Zohran Mamdani, mayor-elect of New York City, quoted Eugene Debs in his acceptance speech last week. “The sun may have set over our city this evening, but as Eugene Debs once said: ‘I can see the dawn of a better day for humanity.’”
The Debs quote is, to most people, obscure. It is deliberately so. Most Democrat voters have no idea who Eugene V. Debs was, what he did, or the ideology he espoused—but that ignorance is paving the way for hardcore socialism.

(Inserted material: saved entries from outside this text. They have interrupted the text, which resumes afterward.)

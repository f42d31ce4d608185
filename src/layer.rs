use crate::{
    hotspot::Hotspots,
    parameters::LayerParameters,
    projection::ScreenProjection,
    records::PointRecord,
    render::SvgPainter,
    voronoi::{voronoi_finite_polygons_2d, FiniteVoronoi, VoronoiDiagram},
    Result,
};

use geo::Coord;
use log::{log, Level};

pub type Tooltip = Box<dyn Fn(&PointRecord) -> String>;

/// Draws the finite voronoi regions of a set of named points.
/// Regions get a tooltip each when a tooltip function is given
pub struct VoronoiLayer {
    data: Vec<PointRecord>,
    f_tooltip: Option<Tooltip>,
    params: LayerParameters,

    screen_points: Vec<Coord>,
    regions: Option<FiniteVoronoi>,
    painter: Option<SvgPainter>,
    hotspots: Option<Hotspots>,
}

impl VoronoiLayer {
    pub fn new(
        data: Vec<PointRecord>,
        f_tooltip: Option<Tooltip>,
        params: LayerParameters,
    ) -> VoronoiLayer {
        VoronoiLayer {
            data,
            f_tooltip,
            params,
            screen_points: Vec::new(),
            regions: None,
            painter: None,
            hotspots: None,
        }
    }

    /// fits a projection to the data with the layer's viewport
    pub fn fit_projection(&self) -> Result<ScreenProjection> {
        let lonlat: Vec<Coord> = self.data.iter().map(PointRecord::lonlat).collect();
        ScreenProjection::fit(
            &lonlat,
            self.params.width,
            self.params.height,
            self.params.margin,
        )
    }

    /// recomputes the regions, the drawing and the hotspots for a projection
    pub fn invalidate(&mut self, proj: &ScreenProjection) -> Result<()> {
        let lonlat: Vec<Coord> = self.data.iter().map(PointRecord::lonlat).collect();
        let points = proj.lonlat_to_screen(&lonlat)?;

        let vor = VoronoiDiagram::from_points(&points)?;
        let finite = voronoi_finite_polygons_2d(&vor, self.params.radius)?;

        let mut painter = SvgPainter::new(self.params.width, self.params.height);
        painter.set_color(self.params.outline_color);

        let mut tooltips = Vec::with_capacity(self.data.len());
        for (idx, record) in self.data.iter().enumerate() {
            let polygon = finite.region_coords(idx);
            let tooltip = self.f_tooltip.as_ref().map(|f| f(record));

            painter.linestrip(
                &polygon,
                self.params.outline_width,
                true,
                tooltip.as_deref(),
            );
            if let Some(tooltip) = tooltip {
                tooltips.push(tooltip);
            }
        }
        painter.set_color(self.params.point_color);
        painter.points(&points, self.params.point_radius);

        self.hotspots = if self.f_tooltip.is_some() {
            Some(Hotspots::new(&points, finite.polygons().collect(), tooltips))
        } else {
            None
        };

        log!(
            Level::Info,
            "Drew {} voronoi regions for {} points",
            finite.len(),
            self.data.len()
        );

        self.screen_points = points;
        self.regions = Some(finite);
        self.painter = Some(painter);
        Ok(())
    }

    /// tooltip of the region under the pointer
    pub fn pick(&self, mouse_x: f64, mouse_y: f64) -> Option<&str> {
        self.hotspots.as_ref()?.pick(mouse_x, mouse_y)
    }

    pub fn painter(&self) -> Option<&SvgPainter> {
        self.painter.as_ref()
    }

    pub fn regions(&self) -> Option<&FiniteVoronoi> {
        self.regions.as_ref()
    }

    pub fn screen_points(&self) -> &[Coord] {
        &self.screen_points
    }

    pub fn records(&self) -> &[PointRecord] {
        &self.data
    }
}
pub mod diagram;
pub mod finite;

pub use self::diagram::{Ridge, VoronoiDiagram};
pub use self::finite::{voronoi_finite_polygons_2d, FiniteVoronoi};
use crate::{Error, Result};

use geo::Coord;
use proj4rs::{transform::transform, Proj};

const WGS84: u16 = 4326;
const WEB_MERCATOR: u16 = 3857;

/// Maps lon/lat in degrees to screen pixels through web mercator.
///
/// The projection is fitted so the given points fill the viewport inside the
/// margin, screen y grows downwards.
pub struct ScreenProjection {
    wgs: Proj,
    mercator: Proj,
    min: Coord,
    offset: Coord,
    scale: f64,
    height: f64,
}

impl ScreenProjection {
    pub fn fit(lonlat: &[Coord], width: f64, height: f64, margin: f64) -> Result<ScreenProjection> {
        if lonlat.is_empty() {
            return Err(Error::EmptyPointSet);
        }

        let wgs = Proj::from_epsg_code(WGS84)?;
        let mercator = Proj::from_epsg_code(WEB_MERCATOR)?;

        let projected = to_mercator(&wgs, &mercator, lonlat)?;

        let mut min = Coord {
            x: f64::MAX,
            y: f64::MAX,
        };
        let mut max = Coord {
            x: f64::MIN,
            y: f64::MIN,
        };
        for p in projected.iter() {
            min.x = min.x.min(p.x);
            min.y = min.y.min(p.y);
            max.x = max.x.max(p.x);
            max.y = max.y.max(p.y);
        }

        let inner = Coord {
            x: (width - 2. * margin).max(1.),
            y: (height - 2. * margin).max(1.),
        };
        let extent = max - min;

        // a single location or a straight line only constrains one axis
        let scale = match (extent.x > 0., extent.y > 0.) {
            (true, true) => (inner.x / extent.x).min(inner.y / extent.y),
            (true, false) => inner.x / extent.x,
            (false, true) => inner.y / extent.y,
            (false, false) => 1.,
        };

        // center the data in the viewport
        let offset = Coord {
            x: margin + (inner.x - extent.x * scale) / 2.,
            y: margin + (inner.y - extent.y * scale) / 2.,
        };

        Ok(ScreenProjection {
            wgs,
            mercator,
            min,
            offset,
            scale,
            height,
        })
    }

    pub fn scale(&self) -> f64 {
        self.scale
    }

    pub fn lonlat_to_mercator(&self, lonlat: &[Coord]) -> Result<Vec<Coord>> {
        to_mercator(&self.wgs, &self.mercator, lonlat)
    }

    pub fn lonlat_to_screen(&self, lonlat: &[Coord]) -> Result<Vec<Coord>> {
        Ok(self
            .lonlat_to_mercator(lonlat)?
            .into_iter()
            .map(|m| Coord {
                x: self.offset.x + (m.x - self.min.x) * self.scale,
                y: self.height - self.offset.y - (m.y - self.min.y) * self.scale,
            })
            .collect())
    }
}

fn to_mercator(wgs: &Proj, mercator: &Proj, lonlat: &[Coord]) -> Result<Vec<Coord>> {
    // proj4rs uses radians for geographic coordinates
    let mut points: Vec<(f64, f64)> = lonlat
        .iter()
        .map(|c| (c.x.to_radians(), c.y.to_radians()))
        .collect();

    transform(wgs, mercator, points.as_mut_slice())?;

    Ok(points.into_iter().map(|t| Coord { x: t.0, y: t.1 }).collect())
}

#[cfg(test)]
mod tests {
    use super::*;

    #[test]
    fn mercator_origin_and_degree() -> Result<()> {
        let proj = ScreenProjection::fit(&[Coord { x: 0., y: 0. }], 100., 100., 0.)?;
        let m = proj.lonlat_to_mercator(&[Coord { x: 0., y: 0. }, Coord { x: 1., y: 0. }])?;

        assert!(m[0].x.abs() < 1e-6 && m[0].y.abs() < 1e-6);
        assert!((m[1].x - 111_319.49).abs() < 0.1);
        assert!(m[1].y.abs() < 1e-6);
        Ok(())
    }

    #[test]
    fn fitted_points_stay_in_viewport() -> Result<()> {
        let lonlat = [
            Coord { x: 12.45, y: 55.61 },
            Coord { x: 12.65, y: 55.73 },
            Coord { x: 12.52, y: 55.68 },
        ];
        let proj = ScreenProjection::fit(&lonlat, 800., 600., 20.)?;
        let screen = proj.lonlat_to_screen(&lonlat)?;

        for s in screen.iter() {
            assert!(s.x >= 20. - 1e-9 && s.x <= 780. + 1e-9);
            assert!(s.y >= 20. - 1e-9 && s.y <= 580. + 1e-9);
        }

        // north is up on screen
        assert!(screen[1].y < screen[0].y);
        assert!(screen[1].x > screen[0].x);
        Ok(())
    }

    #[test]
    fn empty_fit_is_an_error() {
        assert!(matches!(
            ScreenProjection::fit(&[], 800., 600., 0.),
            Err(Error::EmptyPointSet)
        ));
    }
}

Debs was the Socialist Party of America’s candidate for President of the United States during the early years of the 20th Century. He ran five times: 1900, 1904, 1908, 1912, and 1920. A vocal opponent of the First World War, Debs had publicly called for resistance to the draft. In 1918, Woodrow Wilson’s administration arrested, tried, convicted and imprisoned him for sedition. Debs had to run his 1920 campaign from his cell in a federal prison. He didn’t win, but he was hailed as a socialist hero by fellow socialists the world over.

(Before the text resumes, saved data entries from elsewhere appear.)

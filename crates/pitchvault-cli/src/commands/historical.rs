use pitchvault_core::{HistoricalLoader, HistoricalPlan, Orchestrator, ResolvedConfig};

use crate::cli::HistoricalArgs;
use crate::error::CliError;

use super::CommandResult;

pub async fn run(
    args: &HistoricalArgs,
    config: &ResolvedConfig,
    orchestrator: &Orchestrator,
) -> Result<CommandResult, CliError> {
    let plan = HistoricalPlan {
        start_year: args.start_year,
        end_year: args.end_year,
        sources: args.selection.sources.clone(),
        leagues: args.selection.leagues.clone(),
        skip_completed: !args.no_skip_completed,
    };

    let summary = HistoricalLoader::new(orchestrator).run(config, &plan).await?;
    Ok(CommandResult {
        failed_units: summary.totals.failed,
        data: serde_json::to_value(&summary)?,
    })
}
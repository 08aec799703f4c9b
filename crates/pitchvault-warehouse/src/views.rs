//! Monitoring views over the load-status table.

use ::duckdb::Connection;

/// Create the operator-facing monitoring views.
///
/// - `vw_load_progress`: unit counts per status and rows written, per source and table
/// - `vw_failed_loads`: failed units with their last error, newest first
///
/// # Errors
/// Returns an error if the view creation SQL fails to execute.
pub fn create_views(connection: &Connection) -> Result<(), ::duckdb::Error> {
    connection.execute_batch(
        r"
CREATE OR REPLACE VIEW vw_load_progress AS
SELECT
    data_source,
    table_name,
    COUNT(*) AS units,
    COUNT(*) FILTER (WHERE status = 'completed') AS completed,
    COUNT(*) FILTER (WHERE status = 'failed') AS failed,
    COUNT(*) FILTER (WHERE status = 'in_progress') AS in_progress,
    COUNT(*) FILTER (WHERE status = 'pending') AS pending,
    SUM(rows_processed)::BIGINT AS rows_processed
FROM load_status
GROUP BY data_source, table_name;

CREATE OR REPLACE VIEW vw_failed_loads AS
SELECT
    data_source,
    table_name,
    league,
    season,
    error_message,
    completed_at
FROM load_status
WHERE status = 'failed'
ORDER BY completed_at DESC;
",
    )?;

    Ok(())
}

The quote Mamdani used was lifted from Debs’s statement to the court upon his conviction, excerpted in part below:
I never so clearly comprehended as now the great struggle between the powers of greed and exploitation on the one hand and upon the other the rising hosts of industrial freedom and social justice. I can see the dawn of the better day for humanity. The people are awakening. In due time they will and must come to their own.
It is interesting to note that Debs used the term social justice—remember, this is 1918. He also used the words “greed” and “exploitation”; words currently (and continuously) used as
(Excerpt) Read more at americanthinker.com ...
oh, not debutantes :)
Debs was more pf a Utopian Socalist then a Marxist Socalist.
Good observation!
Good observation!
I know because my Great- Grandfather loved him. He founded an Ironworkers Union in NYC, and then helped form the Liberal Party in NYC. It was formed because Commies were trying to take over the Laubor Movement.

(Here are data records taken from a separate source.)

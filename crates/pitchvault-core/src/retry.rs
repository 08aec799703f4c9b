//! Bounded exponential-backoff retry.
//!
//! Attempt 1 runs immediately. After a transient failure of attempt `n` the
//! policy waits `min(initial_delay * backoff_base^(n-1), max_delay)` before
//! attempt `n + 1`, up to `max_attempts` attempts in total. Permanent
//! failures are returned on first occurrence.

use std::future::Future;
use std::time::Duration;

use serde::Serialize;
use thiserror::Error;

/// Classifies an error as worth another attempt or not.
pub trait Retryable {
    fn retryable(&self) -> bool;
}

/// Retry parameters for one unit of work.
#[derive(Debug, Clone, PartialEq, Serialize)]
pub struct RetryPolicy {
    /// Total attempts, including the first one.
    pub max_attempts: u32,
    pub initial_delay: Duration,
    pub max_delay: Duration,
    pub backoff_base: f64,
    /// Spread each delay by up to +/- 50%, never above `max_delay`.
    pub jitter: bool,
}

impl Default for RetryPolicy {
    fn default() -> Self {
        Self {
            max_attempts: 3,
            initial_delay: Duration::from_secs(2),
            max_delay: Duration::from_secs(60),
            backoff_base: 2.0,
            jitter: false,
        }
    }
}

impl RetryPolicy {
    /// Policy that retries without waiting.
    pub fn immediate(max_attempts: u32) -> Self {
        Self {
            max_attempts,
            initial_delay: Duration::ZERO,
            max_delay: Duration::ZERO,
            ..Self::default()
        }
    }

    /// Delay to wait after failed attempt number `attempt` (1-based).
    pub fn delay_after(&self, attempt: u32) -> Duration {
        let exponent = i32::try_from(attempt.saturating_sub(1)).unwrap_or(i32::MAX);
        let seconds = self.initial_delay.as_secs_f64() * self.backoff_base.powi(exponent);
        let capped = if seconds.is_finite() {
            seconds.min(self.max_delay.as_secs_f64())
        } else {
            self.max_delay.as_secs_f64()
        };
        let delay = Duration::from_secs_f64(capped.max(0.0));

        if !self.jitter || delay.is_zero() {
            return delay;
        }

        let jitter_ms = (delay.as_millis() as f64 * 0.5) as u64;
        let offset = fastrand::u64(0..=(jitter_ms * 2));
        let total_ms = (delay.as_millis() as i64 + offset as i64 - jitter_ms as i64).max(0);
        Duration::from_millis(total_ms as u64).min(self.max_delay)
    }
}

/// What happened on one attempt, handed to the caller's hook.
#[derive(Debug)]
pub struct AttemptEvent<'a, E> {
    pub attempt: u32,
    pub max_attempts: u32,
    /// `None` when the attempt succeeded.
    pub error: Option<&'a E>,
    /// Wait before the next attempt, when one will be made.
    pub next_delay: Option<Duration>,
}

/// Terminal outcome of a failed retry loop.
#[derive(Debug, Error)]
pub enum RetryError<E: std::error::Error + 'static> {
    #[error("{0}")]
    Permanent(#[source] E),

    #[error("retries exhausted after {attempts} attempts: {last}")]
    Exhausted {
        attempts: u32,
        #[source]
        last: E,
    },
}

impl<E: std::error::Error + 'static> RetryError<E> {
    pub fn attempts(&self) -> u32 {
        match self {
            Self::Permanent(_) => 1,
            Self::Exhausted { attempts, .. } => *attempts,
        }
    }
}

/// Run `operation` under `policy`, reporting every attempt to `hook`.
///
/// `operation` receives the 1-based attempt number.
///
/// # Errors
/// Returns [`RetryError::Permanent`] for the first non-retryable error and
/// [`RetryError::Exhausted`] with the last error once `max_attempts`
/// transient failures have been seen.
pub async fn run_with_retry<T, E, F, Fut>(
    policy: &RetryPolicy,
    mut operation: F,
    hook: &mut (dyn FnMut(&AttemptEvent<'_, E>) + Send),
) -> Result<T, RetryError<E>>
where
    E: Retryable + std::error::Error + 'static,
    F: FnMut(u32) -> Fut,
    Fut: Future<Output = Result<T, E>>,
{
    let max_attempts = policy.max_attempts.max(1);
    let mut attempt = 0_u32;

    loop {
        attempt += 1;
        let error = match operation(attempt).await {
            Ok(value) => {
                hook(&AttemptEvent {
                    attempt,
                    max_attempts,
                    error: None,
                    next_delay: None,
                });
                return Ok(value);
            }
            Err(error) => error,
        };

        if !error.retryable() {
            hook(&AttemptEvent {
                attempt,
                max_attempts,
                error: Some(&error),
                next_delay: None,
            });
            return Err(RetryError::Permanent(error));
        }

        if attempt >= max_attempts {
            hook(&AttemptEvent {
                attempt,
                max_attempts,
                error: Some(&error),
                next_delay: None,
            });
            tracing::error!(attempt, max_attempts, error = %error, "retries exhausted");
            return Err(RetryError::Exhausted {
                attempts: attempt,
                last: error,
            });
        }

        let delay = policy.delay_after(attempt);
        hook(&AttemptEvent {
            attempt,
            max_attempts,
            error: Some(&error),
            next_delay: Some(delay),
        });
        tracing::warn!(
            attempt,
            max_attempts,
            delay_ms = delay.as_millis() as u64,
            error = %error,
            "transient failure, will retry"
        );
        if !delay.is_zero() {
            tokio::time::sleep(delay).await;
        }
    }
}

I have friends in the Ironworkers union-it has an excellent world-class apprentice program. Most of the blue collar union members and leaders were anti communist.
I understand that Harry Lundeberg, long time president of the Sailors Union of the Pacific was Dwight Eisenhower’s first choice to be Secretary of Labor. He was a militant concerning benefits and safety for his members but was also a very strong anti-communist.
Milwaukee had Socialist mayors from the 1910s to 1960. They were “gas and water socialists” who were able to deliver services without the corruption and cronyism of the Democrats. The Republicans, then as now, weren’t that good at urban politics. People who voted for McCarthy and Eisenhower might well have voted for the last Socialist mayor. Of course, the DSA is more radical than the old Socialist Party, which largely closed up, thinking that FDR had given them what they wanted.
“Debsian” was a poster here in the very early days. I guess as a socialist he didn’t feel very welcome here.
Milwaukee had Socialist mayors from the 1910s to 1960.
I learned that from Alice Cooper in “Wayne’s World”.
All the above are Ok in my book!
In my book, socialism is terrible not just because material suffering.
There are those 100 millions who perished, the gulags, the lack of freedom, constant worry about not being arrested, the obvious mismanagement of economy, but despite of that, one is forced to applaud and thank the leaders, ...
The happiness is not the measure of capitalism vs socialism. There are so many unhappy persons in America, even though everybody is going great economically, compared to the rest of the world.
And, I suppose, some people were happy even in gulags.